(Collected data entries)
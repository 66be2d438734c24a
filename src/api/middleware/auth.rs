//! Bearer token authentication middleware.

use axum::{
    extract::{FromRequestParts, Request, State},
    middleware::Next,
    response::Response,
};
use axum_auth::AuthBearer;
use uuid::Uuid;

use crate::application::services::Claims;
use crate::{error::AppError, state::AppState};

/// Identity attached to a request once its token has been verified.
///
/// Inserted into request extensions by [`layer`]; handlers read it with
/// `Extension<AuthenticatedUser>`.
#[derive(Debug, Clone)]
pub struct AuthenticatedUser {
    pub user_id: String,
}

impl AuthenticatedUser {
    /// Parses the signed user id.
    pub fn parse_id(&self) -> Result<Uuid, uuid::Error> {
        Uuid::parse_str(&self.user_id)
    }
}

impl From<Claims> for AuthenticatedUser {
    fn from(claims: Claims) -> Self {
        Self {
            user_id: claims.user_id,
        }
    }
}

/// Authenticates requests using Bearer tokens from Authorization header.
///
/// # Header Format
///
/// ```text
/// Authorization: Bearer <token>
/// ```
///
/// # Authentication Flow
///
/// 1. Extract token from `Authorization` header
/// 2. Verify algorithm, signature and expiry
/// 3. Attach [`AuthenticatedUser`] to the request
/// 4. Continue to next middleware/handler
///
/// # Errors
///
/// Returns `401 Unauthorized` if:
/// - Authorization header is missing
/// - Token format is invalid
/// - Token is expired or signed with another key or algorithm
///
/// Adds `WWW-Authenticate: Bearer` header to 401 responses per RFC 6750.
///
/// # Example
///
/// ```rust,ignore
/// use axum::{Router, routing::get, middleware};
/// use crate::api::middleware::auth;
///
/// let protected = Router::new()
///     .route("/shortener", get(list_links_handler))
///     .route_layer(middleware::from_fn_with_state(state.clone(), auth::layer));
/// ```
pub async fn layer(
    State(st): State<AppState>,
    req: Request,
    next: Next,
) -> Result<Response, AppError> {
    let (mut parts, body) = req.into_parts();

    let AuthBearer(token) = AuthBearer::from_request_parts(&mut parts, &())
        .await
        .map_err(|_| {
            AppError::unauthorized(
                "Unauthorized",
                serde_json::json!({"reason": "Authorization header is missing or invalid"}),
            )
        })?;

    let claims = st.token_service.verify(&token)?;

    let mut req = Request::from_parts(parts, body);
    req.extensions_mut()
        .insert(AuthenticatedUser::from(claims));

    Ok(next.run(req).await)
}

> **Your assignment**: Retype exactly, and only, the lines that run from the one with "per RFC 6750." through the final line of the entries.

> **Solution to the exercise**:
/// Adds `WWW-Authenticate: Bearer` header to 401 responses per RFC 6750.
///
/// # Example
///
/// ```rust,ignore
/// use axum::{Router, routing::get, middleware};
/// use crate::api::middleware::auth;
///
/// let protected = Router::new()
///     .route("/shortener", get(list_links_handler))
///     .route_layer(middleware::from_fn_with_state(state.clone(), auth::layer));
/// ```
pub async fn layer(
    State(st): State<AppState>,
    req: Request,
    next: Next,
) -> Result<Response, AppError> {
    let (mut parts, body) = req.into_parts();

    let AuthBearer(token) = AuthBearer::from_request_parts(&mut parts, &())
        .await
        .map_err(|_| {
            AppError::unauthorized(
                "Unauthorized",
                serde_json::json!({"reason": "Authorization header is missing or invalid"}),
            )
        })?;

    let claims = st.token_service.verify(&token)?;

    let mut req = Request::from_parts(parts, body);
    req.extensions_mut()
        .insert(AuthenticatedUser::from(claims));

    Ok(next.run(req).await)
}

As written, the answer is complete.